## Provided information
====================
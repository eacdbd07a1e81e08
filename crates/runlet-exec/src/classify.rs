// SPDX-License-Identifier: MIT OR Apache-2.0
//! Classification of raw command tokens.

use runlet_core::Platform;
use runlet_env::CondaLayout;
use serde::{Deserialize, Serialize};

/// How a command line relates to the environment manager.
#[derive(Debug, Clone, Copy, PartialEq, Eq, Serialize, Deserialize)]
#[serde(rename_all = "snake_case")]
pub enum CommandKind {
    /// Ordinary executable invocation.
    Plain,
    /// Manager invocation in any form other than `run`.
    Manager,
    /// `conda run ...`: the manager executes a command inside an
    /// environment and forwards its output.
    ManagerRun,
}

impl CommandKind {
    /// `true` for either manager form.
    #[must_use]
    pub fn is_manager(self) -> bool {
        !matches!(self, Self::Plain)
    }
}

/// Classify `argv` against the discovered manager layout.
///
/// Runs over the raw tokens, before any executable substitution: the
/// bare name `conda` matches case-insensitively, and anything else is
/// compared against the discovered dispatch executable under the
/// platform's path normalisation.
#[must_use]
pub fn classify(argv: &[String], layout: &CondaLayout, platform: Platform) -> CommandKind {
    let Some(first) = argv.first() else {
        return CommandKind::Plain;
    };

    let is_manager = first.eq_ignore_ascii_case("conda") || layout.is_manager_exe(first, platform);
    if !is_manager {
        return CommandKind::Plain;
    }

    match argv.get(1) {
        Some(second) if second.eq_ignore_ascii_case("run") => CommandKind::ManagerRun,
        _ => CommandKind::Manager,
    }
}

// ---------------------------------------------------------------------------
// Tests
// ---------------------------------------------------------------------------

#[cfg(test)]
mod tests {
    use super::*;
    use std::path::PathBuf;

    fn argv(tokens: &[&str]) -> Vec<String> {
        tokens.iter().map(|t| (*t).to_string()).collect()
    }

    #[test]
    fn bare_conda_matches_any_case() {
        let layout = CondaLayout::empty();
        for name in ["conda", "CONDA", "Conda"] {
            let kind = classify(&argv(&[name, "env", "list"]), &layout, Platform::Posix);
            assert_eq!(kind, CommandKind::Manager, "{name}");
        }
    }

    #[test]
    fn other_executables_are_plain() {
        let layout = CondaLayout::empty();
        assert_eq!(
            classify(&argv(&["python", "app.py"]), &layout, Platform::Posix),
            CommandKind::Plain
        );
        assert_eq!(
            classify(&argv(&["condactl", "run"]), &layout, Platform::Posix),
            CommandKind::Plain
        );
    }

    #[test]
    fn run_form_detected_case_insensitively() {
        let layout = CondaLayout::empty();
        assert_eq!(
            classify(
                &argv(&["conda", "RUN", "-n", "base", "python"]),
                &layout,
                Platform::Posix
            ),
            CommandKind::ManagerRun
        );
    }

    #[test]
    fn run_must_be_the_literal_second_token() {
        let layout = CondaLayout::empty();
        assert_eq!(
            classify(&argv(&["conda", "runs"]), &layout, Platform::Posix),
            CommandKind::Manager
        );
        assert_eq!(
            classify(&argv(&["conda"]), &layout, Platform::Posix),
            CommandKind::Manager
        );
    }

    #[test]
    fn discovered_path_matches_under_windows_normalisation() {
        let layout = CondaLayout {
            exe: Some(PathBuf::from(r"C:\Conda\condabin\conda.bat")),
            ..CondaLayout::default()
        };
        let kind = classify(
            &argv(&[r"c:\conda\CONDABIN\conda.bat", "info"]),
            &layout,
            Platform::Windows,
        );
        assert_eq!(kind, CommandKind::Manager);
    }

    #[test]
    fn path_match_requires_a_discovered_exe() {
        let layout = CondaLayout::empty();
        assert_eq!(
            classify(
                &argv(&["/opt/conda/bin/conda", "info"]),
                &layout,
                Platform::Posix
            ),
            CommandKind::Plain
        );
    }

    #[test]
    fn empty_argv_is_plain() {
        let layout = CondaLayout::empty();
        assert_eq!(classify(&[], &layout, Platform::Posix), CommandKind::Plain);
    }

    #[test]
    fn run_implies_manager() {
        assert!(CommandKind::ManagerRun.is_manager());
        assert!(CommandKind::Manager.is_manager());
        assert!(!CommandKind::Plain.is_manager());
    }
}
====================
## What is needed
Transcription of all the material must be exact.

## Exercise result
repository eacdbd07a1e81e08
filename crates/runlet-exec/src/classify.rs
// SPDX-License-Identifier: MIT OR Apache-2.0
//! Classification of raw command tokens.

use runlet_core::Platform;
use runlet_env::CondaLayout;
use serde::{Deserialize, Serialize};

/// How a command line relates to the environment manager.
#[derive(Debug, Clone, Copy, PartialEq, Eq, Serialize, Deserialize)]
#[serde(rename_all = "snake_case")]
pub enum CommandKind {
    /// Ordinary executable invocation.
    Plain,
    /// Manager invocation in any form other than `run`.
    Manager,
    /// `conda run ...`: the manager executes a command inside an
    /// environment and forwards its output.
    ManagerRun,
}

impl CommandKind {
    /// `true` for either manager form.
    #[must_use]
    pub fn is_manager(self) -> bool {
        !matches!(self, Self::Plain)
    }
}

/// Classify `argv` against the discovered manager layout.
///
/// Runs over the raw tokens, before any executable substitution: the
/// bare name `conda` matches case-insensitively, and anything else is
/// compared against the discovered dispatch executable under the
/// platform's path normalisation.
#[must_use]
pub fn classify(argv: &[String], layout: &CondaLayout, platform: Platform) -> CommandKind {
    let Some(first) = argv.first() else {
        return CommandKind::Plain;
    };

    let is_manager = first.eq_ignore_ascii_case("conda") || layout.is_manager_exe(first, platform);
    if !is_manager {
        return CommandKind::Plain;
    }

    match argv.get(1) {
        Some(second) if second.eq_ignore_ascii_case("run") => CommandKind::ManagerRun,
        _ => CommandKind::Manager,
    }
}

// ---------------------------------------------------------------------------
// Tests
// ---------------------------------------------------------------------------

#[cfg(test)]
mod tests {
    use super::*;
    use std::path::PathBuf;

    fn argv(tokens: &[&str]) -> Vec<String> {
        tokens.iter().map(|t| (*t).to_string()).collect()
    }

    #[test]
    fn bare_conda_matches_any_case() {
        let layout = CondaLayout::empty();
        for name in ["conda", "CONDA", "Conda"] {
            let kind = classify(&argv(&[name, "env", "list"]), &layout, Platform::Posix);
            assert_eq!(kind, CommandKind::Manager, "{name}");
        }
    }

    #[test]
    fn other_executables_are_plain() {
        let layout = CondaLayout::empty();
        assert_eq!(
            classify(&argv(&["python", "app.py"]), &layout, Platform::Posix),
            CommandKind::Plain
        );
        assert_eq!(
            classify(&argv(&["condactl", "run"]), &layout, Platform::Posix),
            CommandKind::Plain
        );
    }

    #[test]
    fn run_form_detected_case_insensitively() {
        let layout = CondaLayout::empty();
        assert_eq!(
            classify(
                &argv(&["conda", "RUN", "-n", "base", "python"]),
                &layout,
                Platform::Posix
            ),
            CommandKind::ManagerRun
        );
    }

    #[test]
    fn run_must_be_the_literal_second_token() {
        let layout = CondaLayout::empty();
        assert_eq!(
            classify(&argv(&["conda", "runs"]), &layout, Platform::Posix),
            CommandKind::Manager
        );
        assert_eq!(
            classify(&argv(&["conda"]), &layout, Platform::Posix),
            CommandKind::Manager
        );
    }

    #[test]
    fn discovered_path_matches_under_windows_normalisation() {
        let layout = CondaLayout {
            exe: Some(PathBuf::from(r"C:\Conda\condabin\conda.bat")),
            ..CondaLayout::default()
        };
        let kind = classify(
            &argv(&[r"c:\conda\CONDABIN\conda.bat", "info"]),
            &layout,
            Platform::Windows,
        );
        assert_eq!(kind, CommandKind::Manager);
    }

    #[test]
    fn path_match_requires_a_discovered_exe() {
        let layout = CondaLayout::empty();
        assert_eq!(
            classify(
                &argv(&["/opt/conda/bin/conda", "info"]),
                &layout,
                Platform::Posix
            ),
            CommandKind::Plain
        );
    }

    #[test]
    fn empty_argv_is_plain() {
        let layout = CondaLayout::empty();
        assert_eq!(classify(&[], &layout, Platform::Posix), CommandKind::Plain);
    }

    #[test]
    fn run_implies_manager() {
        assert!(CommandKind::ManagerRun.is_manager());
        assert!(CommandKind::Manager.is_manager());
        assert!(!CommandKind::Plain.is_manager());
    }
}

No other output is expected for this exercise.